Background technology
In recent years, spatial database becomes more and more important in many application, as Geographic Information System (GIS), computer-aided design (CAD) (CAD), image processing, multimedia system etc.Because space querying can be processed the multidimensional data in spatial database and satisfy application type widely, therefore quite concerned in recent years to the research of space querying, this is because space data quantity is huge, data structure is complicated, operation costs dearly, query optimization Cost Model in relational database can not be applicable to spatial data fully, so the optimization of space querying certainly will become difficult point and the breakthrough point that use in the space.

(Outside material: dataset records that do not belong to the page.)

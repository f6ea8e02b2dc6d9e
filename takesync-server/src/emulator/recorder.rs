use std::net::SocketAddr;
use std::sync::atomic::{AtomicBool, Ordering};
use std::sync::{Arc, Mutex};
use std::time::Duration;
use tokio::io::{AsyncBufReadExt, AsyncWriteExt, BufReader};
use tokio::net::tcp::OwnedWriteHalf;
use tokio::net::{TcpListener, TcpStream};
use tokio::sync::broadcast;
use tokio_util::sync::CancellationToken;

use takesync_core::protocol::DEFAULT_PORT;
use takesync_core::DeviceEndpoint;

use crate::util;

const PROTOCOL_VERSION: &str = "1.11";

#[derive(Default)]
struct Faults {
    reject_record: AtomicBool,
    /// Hold back the next reply this long
    delay_next: Mutex<Option<Duration>>,
    bad_welcome: AtomicBool,
    push_before_reply: AtomicBool,
}

struct State {
    model: String,
    recording: AtomicBool,
    clips: Mutex<Vec<String>>,
    commands: Mutex<Vec<String>>,
    faults: Faults,
    /// Unsolicited 5xx pushes, delivered to subscribed sessions
    pushes: broadcast::Sender<String>,
    /// Cancelling closes every open session; replaced afterwards
    kick: Mutex<CancellationToken>,
}

impl State {
    fn transport_block(&self, code: u16) -> String {
        let status = if self.recording.load(Ordering::SeqCst) {
            "record"
        } else {
            "stopped"
        };
        let clip_id = util::lock(&self.clips).len();
        format!(
            "{} transport info:\r\nstatus: {}\r\nspeed: 0\r\nslot id: 1\r\nclip id: {}\r\n\r\n",
            code, status, clip_id
        )
    }

    fn set_recording(&self, recording: bool) {
        self.recording.store(recording, Ordering::SeqCst);
        let _ = self.pushes.send(self.transport_block(508));
    }
}

/// Emulated network recorder listening on a local port.
pub struct RecorderEmulator {
    addr: SocketAddr,
    state: Arc<State>,
    cancel: CancellationToken,
}

impl RecorderEmulator {
    /// Listen on an ephemeral localhost port.
    pub async fn start(model: &str) -> std::io::Result<Self> {
        Self::bind("127.0.0.1:0", model).await
    }

    pub async fn bind(addr: &str, model: &str) -> std::io::Result<Self> {
        let listener = TcpListener::bind(addr).await?;
        let addr = listener.local_addr()?;
        let (pushes, _) = broadcast::channel(16);
        let state = Arc::new(State {
            model: model.to_string(),
            recording: AtomicBool::new(false),
            clips: Mutex::new(Vec::new()),
            commands: Mutex::new(Vec::new()),
            faults: Faults::default(),
            pushes,
            kick: Mutex::new(CancellationToken::new()),
        });
        let cancel = CancellationToken::new();
        tokio::spawn(accept_loop(listener, state.clone(), cancel.clone()));
        log::debug!("recorder emulator '{}' on {}", model, addr);
        Ok(RecorderEmulator {
            addr,
            state,
            cancel,
        })
    }

    pub fn addr(&self) -> SocketAddr {
        self.addr
    }

    pub fn endpoint(&self, id: u32) -> DeviceEndpoint {
        DeviceEndpoint::new(id, &self.addr.ip().to_string(), self.addr.port())
    }

    pub fn is_recording(&self) -> bool {
        self.state.recording.load(Ordering::SeqCst)
    }

    /// Every command received so far, multi-line blocks by their header.
    pub fn commands(&self) -> Vec<String> {
        util::lock(&self.state.commands).clone()
    }

    pub fn count(&self, command: &str) -> usize {
        util::lock(&self.state.commands)
            .iter()
            .filter(|c| c.as_str() == command || c.starts_with(&format!("{}:", command)))
            .count()
    }

    pub fn clear_commands(&self) {
        util::lock(&self.state.commands).clear();
    }

    pub fn clips(&self) -> Vec<String> {
        util::lock(&self.state.clips).clone()
    }

    /// Answer record requests with `104 disk full`.
    pub fn set_reject_record(&self, on: bool) {
        self.state.faults.reject_record.store(on, Ordering::SeqCst);
    }

    /// Answer the next command only after `delay`. Commands behind it queue
    /// up and are answered in order.
    pub fn delay_next_reply(&self, delay: Duration) {
        *util::lock(&self.state.faults.delay_next) = Some(delay);
    }

    /// Greet new sessions with `200 ok` instead of the 5xx banner.
    pub fn set_bad_welcome(&self, on: bool) {
        self.state.faults.bad_welcome.store(on, Ordering::SeqCst);
    }

    /// Send a `508` transport push in front of every reply.
    pub fn set_push_before_reply(&self, on: bool) {
        self.state.faults.push_before_reply.store(on, Ordering::SeqCst);
    }

    /// Change the transport as if someone pressed the front-panel button.
    pub fn set_recording_locally(&self, recording: bool) {
        self.state.set_recording(recording);
    }

    /// Close every open session. The listener keeps accepting.
    pub fn drop_connections(&self) {
        let mut kick = util::lock(&self.state.kick);
        kick.cancel();
        *kick = CancellationToken::new();
    }

    pub fn shutdown(&self) {
        self.drop_connections();
        self.cancel.cancel();
    }
}

impl Drop for RecorderEmulator {
    fn drop(&mut self) {
        self.shutdown();
    }
}

/// A localhost port nobody listens on.
pub async fn unused_port() -> u16 {
    match TcpListener::bind("127.0.0.1:0").await {
        Ok(l) => l.local_addr().map(|a| a.port()).unwrap_or(DEFAULT_PORT),
        Err(_) => DEFAULT_PORT,
    }
}

async fn accept_loop(listener: TcpListener, state: Arc<State>, cancel: CancellationToken) {
    loop {
        tokio::select! {
            _ = cancel.cancelled() => break,
            accepted = listener.accept() => match accepted {
                Ok((stream, peer)) => {
                    log::debug!("emulator {}: session from {}", state.model, peer);
                    tokio::spawn(serve(stream, state.clone()));
                }
                Err(e) => log::warn!("emulator accept failed: {}", e),
            }
        }
    }
}

async fn serve(stream: TcpStream, state: Arc<State>) {
    let kick = util::lock(&state.kick).clone();
    let mut pushes = state.pushes.subscribe();
    let (read, mut write) = stream.into_split();
    let mut lines = BufReader::new(read).lines();

    let welcome = if state.faults.bad_welcome.load(Ordering::SeqCst) {
        "200 ok\r\n".to_string()
    } else {
        format!(
            "500 connection info:\r\nprotocol version: {}\r\nmodel: {}\r\n\r\n",
            PROTOCOL_VERSION, state.model
        )
    };
    if write.write_all(welcome.as_bytes()).await.is_err() {
        return;
    }

    let mut subscribed = false;
    let mut block: Option<String> = None;

    loop {
        // Pushes go out before the next request is read, as on the hardware
        tokio::select! {
            biased;
            _ = kick.cancelled() => break,
            push = pushes.recv() => {
                if let Ok(text) = push {
                    if subscribed && write.write_all(text.as_bytes()).await.is_err() {
                        break;
                    }
                }
            }
            line = lines.next_line() => {
                let line = match line {
                    Ok(Some(line)) => line,
                    _ => break,
                };
                let line = line.trim().to_string();

                // Multi-line requests run from "header:" to a blank line
                let request = match block.take() {
                    Some(header) if line.is_empty() => header,
                    Some(header) => {
                        block = Some(header);
                        continue;
                    }
                    None if line.is_empty() => continue,
                    None if line.ends_with(':') => {
                        block = Some(line);
                        continue;
                    }
                    None => line,
                };

                if request == "notify:" {
                    subscribed = true;
                }
                if respond(&state, &request, &mut write).await.is_err() {
                    break;
                }
            }
        }
    }
}

async fn respond(state: &State, request: &str, write: &mut OwnedWriteHalf) -> std::io::Result<()> {
    util::lock(&state.commands).push(request.to_string());

    let delay = util::lock(&state.faults.delay_next).take();
    if let Some(delay) = delay {
        tokio::time::sleep(delay).await;
    }
    if state.faults.push_before_reply.load(Ordering::SeqCst) {
        write.write_all(state.transport_block(508).as_bytes()).await?;
    }

    let reply = match request {
        "record" => record(state, None),
        r if r.starts_with("record:") => {
            let name = r.rsplit_once("name:").map(|(_, n)| n.trim().to_string());
            record(state, name)
        }
        "stop" => {
            state.set_recording(false);
            "200 ok\r\n".to_string()
        }
        "transport info" => state.transport_block(208),
        "clips get" => {
            let clips = util::lock(&state.clips);
            let mut reply = format!("205 clips info:\r\nclip count: {}\r\n", clips.len());
            for (i, name) in clips.iter().enumerate() {
                reply.push_str(&format!("{}: {} 00:00:00:00 00:00:10:00\r\n", i + 1, name));
            }
            reply.push_str("\r\n");
            reply
        }
        "notify:" => "200 ok\r\n".to_string(),
        _ => "100 syntax error\r\n".to_string(),
    };
    write.write_all(reply.as_bytes()).await
}

fn record(state: &State, name: Option<String>) -> String {
    if state.faults.reject_record.load(Ordering::SeqCst) {
        return "104 disk full\r\n".to_string();
    }
    {
        let mut clips = util::lock(&state.clips);
        let name = name.unwrap_or_else(|| format!("Clip_{:03}", clips.len() + 1));
        clips.push(format!("{}.mov", name));
    }
    state.set_recording(true);
    "200 ok\r\n".to_string()
}
impl RecorderFleet {
    pub fn new(settings: EngineSettings, events: EventBus) -> Self {
        RecorderFleet {
            engines: tokio::sync::RwLock::new(BTreeMap::new()),
            settings,
            events,
            recording: Mutex::new(false),
        }
    }

    // -------------------------------------------------------------------------
    // Queries
    // -------------------------------------------------------------------------

    /// True iff at least one recorder is connected.
    pub async fn has_devices(&self) -> bool {
        self.engines.read().await.values().any(|e| e.is_connected())
    }

    /// Aggregate recording flag of the fleet.
    pub fn is_recording(&self) -> bool {
        *util::lock(&self.recording)
    }

    pub async fn engine(&self, id: DeviceId) -> Option<RecorderEngine> {
        self.engines.read().await.get(&id).cloned()
    }

    pub async fn endpoints(&self) -> Vec<DeviceEndpoint> {
        self.engines
            .read()
            .await
            .values()
            .map(|e| e.endpoint().clone())
            .collect()
    }

    pub async fn connected_devices(&self) -> BTreeMap<DeviceId, bool> {
        self.engines
            .read()
            .await
            .iter()
            .map(|(id, e)| (*id, e.is_connected()))
            .collect()
    }

    pub async fn recording_devices(&self) -> BTreeMap<DeviceId, bool> {
        self.engines
            .read()
            .await
            .iter()
            .map(|(id, e)| (*id, e.is_recording()))
            .collect()
    }

    // -------------------------------------------------------------------------
    // Configuration
    // -------------------------------------------------------------------------

    /// Bring the engine set in line with `desired`.
    ///
    /// Removed or disabled endpoints are disconnected, moved endpoints are
    /// disconnected and reopened, and new enabled endpoints are connected.
    /// Engines whose first connect fails are kept, so a later
    /// [`connect_all`](Self::connect_all) retries them.
    pub async fn reconcile(&self, desired: &[DeviceEndpoint]) -> Result<(), SyncError> {
        let mut engines = self.engines.write().await;

        let current: Vec<DeviceEndpoint> =
            engines.values().map(|e| e.endpoint().clone()).collect();
        let plan = ReconcilePlan::compute(&current, desired);
        if plan.is_empty() {
            log::debug!("recorder configuration unchanged");
            return Ok(());
        }
        log::info!(
            "reconciling recorders: {} removed, {} moved, {} added",
            plan.remove.len(),
            plan.restart.len(),
            plan.add.len()
        );

        let mut retired = Vec::new();
        for id in &plan.remove {
            retired.extend(engines.remove(id));
        }
        for endpoint in &plan.restart {
            retired.extend(engines.remove(&endpoint.id));
        }
        join_all(retired.iter().map(|e| e.disconnect())).await;

        let mut fresh = Vec::new();
        for endpoint in plan.restart.into_iter().chain(plan.add) {
            let engine = RecorderEngine::new(endpoint, self.settings, self.events.clone());
            engines.insert(engine.id(), engine.clone());
            fresh.push(engine);
        }

        let results = fan_out(&fresh, |e| async move { e.connect().await }).await;
        self.collect(results, "connect")
    }

    // -------------------------------------------------------------------------
    // Fan-out
    // -------------------------------------------------------------------------

    pub async fn connect_all(&self) -> Result<(), SyncError> {
        let engines = self.engines.read().await;
        let targets: Vec<RecorderEngine> = engines.values().cloned().collect();
        let results = fan_out(&targets, |e| async move { e.connect().await }).await;
        self.collect(results, "connect")
    }

    pub async fn disconnect_all(&self) -> Result<(), SyncError> {
        let engines = self.engines.read().await;
        let targets: Vec<RecorderEngine> = engines.values().cloned().collect();
        let results = fan_out(&targets, |e| async move { e.disconnect().await }).await;
        self.set_recording(false);
        self.collect(results, "disconnect")
    }

    /// Start every targeted recorder, or none.
    ///
    /// `devices` defaults to every connected recorder. With a base `name`,
    /// each recorder gets its own clip name (see [`device_take_name`]). If
    /// any start fails, the recorders that did start are stopped again and
    /// the failures are returned as [`SyncError::PartialFailure`].
    pub async fn start_recording(
        &self,
        devices: Option<&[DeviceId]>,
        name: Option<&str>,
    ) -> Result<(), SyncError> {
        let engines = self.engines.read().await;
        let (targets, mut failures) = select_targets(&engines, devices, true);
        if targets.is_empty() && failures.is_empty() {
            log::warn!("no connected recorders to start");
            return Ok(());
        }

        let results = fan_out(&targets, |e| {
            let clip = name.map(|n| device_take_name(n, e.id()));
            async move { e.start_recording(clip.as_deref()).await }
        })
        .await;

        let mut started = Vec::new();
        for (id, result) in results {
            match result {
                Ok(()) => started.push(id),
                Err(cause) => failures.push(DeviceFailure { device: id, cause }),
            }
        }

        if failures.is_empty() {
            log::info!("{} recorder(s) recording", started.len());
            self.set_recording(true);
            return Ok(());
        }

        for failure in &failures {
            self.events.error(
                ErrorSource::Device(failure.device),
                "start recording",
                &failure.cause,
            );
        }

        let rollback: Vec<RecorderEngine> = targets
            .into_iter()
            .filter(|e| started.contains(&e.id()))
            .collect();
        if !rollback.is_empty() {
            log::warn!(
                "start failed on {} recorder(s), stopping {} that started",
                failures.len(),
                rollback.len()
            );
        }
        for (id, result) in fan_out(&rollback, |e| async move { rollback_stop(&e).await }).await {
            if let Err(e) = result {
                self.events.error(ErrorSource::Device(id), "rollback stop", e);
            }
        }
        self.set_recording(false);
        Err(SyncError::PartialFailure(failures))
    }

    /// Stop the targeted recorders (default: all). The fleet is marked as not
    /// recording even when some stops fail.
    pub async fn stop_recording(&self, devices: Option<&[DeviceId]>) -> Result<(), SyncError> {
        let engines = self.engines.read().await;
        let (targets, failures) = select_targets(&engines, devices, false);
        let results = fan_out(&targets, |e| async move { e.stop_recording().await }).await;
        self.set_recording(false);

        let outcome = self.collect(results, "stop recording");
        merge_failures(outcome, failures)
    }

    /// Refresh transport status on every connected recorder.
    pub async fn update_all_status(&self) -> Result<(), SyncError> {
        let engines = self.engines.read().await;
        let (targets, _) = select_targets(&engines, None, true);
        let results = fan_out(&targets, |e| async move {
            e.query_transport_status().await.map(|_| ())
        })
        .await;
        self.collect(results, "status update")
    }

    /// Clip lists of every connected recorder that answered.
    pub async fn list_all_clips(&self) -> BTreeMap<DeviceId, Vec<Clip>> {
        let engines = self.engines.read().await;
        let (targets, _) = select_targets(&engines, None, true);
        let results = fan_out(&targets, |e| async move { e.list_clips().await }).await;

        let mut clips = BTreeMap::new();
        for (id, result) in results {
            match result {
                Ok(list) => {
                    clips.insert(id, list);
                }
                Err(e) => log::warn!("recorder {}: cannot list clips: {}", id, e),
            }
        }
        clips
    }

    fn set_recording(&self, recording: bool) {
        let changed = {
            let mut flag = util::lock(&self.recording);
            std::mem::replace(&mut *flag, recording) != recording
        };
        if changed {
            self.events.emit(SyncEvent::FleetRecording { recording });
        }
    }

    /// Turn per-device results into one outcome, reporting every failure.
    fn collect(
        &self,
        results: Vec<(DeviceId, Result<(), SyncError>)>,
        operation: &str,
    ) -> Result<(), SyncError> {
        let failures: Vec<DeviceFailure> = results
            .into_iter()
            .filter_map(|(device, r)| r.err().map(|cause| DeviceFailure { device, cause }))
            .collect();
        if failures.is_empty() {
            return Ok(());
        }
        for failure in &failures {
            self.events
                .error(ErrorSource::Device(failure.device), operation, &failure.cause);
        }
        Err(SyncError::PartialFailure(failures))
    }
}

It is most important in space querying that the space is selected to be connected with the space, is also two kinds of more expensive operations of cost (I/O and CPU cost), about their query optimization attracts wide attention.At present, the Cost Model based on the Query Cost estimation is the most frequently used a kind of enquiring and optimizing method.The subject matter of estimation cost is the size of estimation Query Result (selection rate).
In Database Systems, for given inquiry, the cost that the more various differences of query optimizer carry into execution a plan, the person carries out therefrom to select the Least-cost.The whether accurate accuracy that directly has influence on the corresponding scheme cost estimation of selection rate estimation, thus the quality of query optimizer there is substantial impact.Therefore, the selectivity estimation of space querying is very important when seeking the most effective executive plan.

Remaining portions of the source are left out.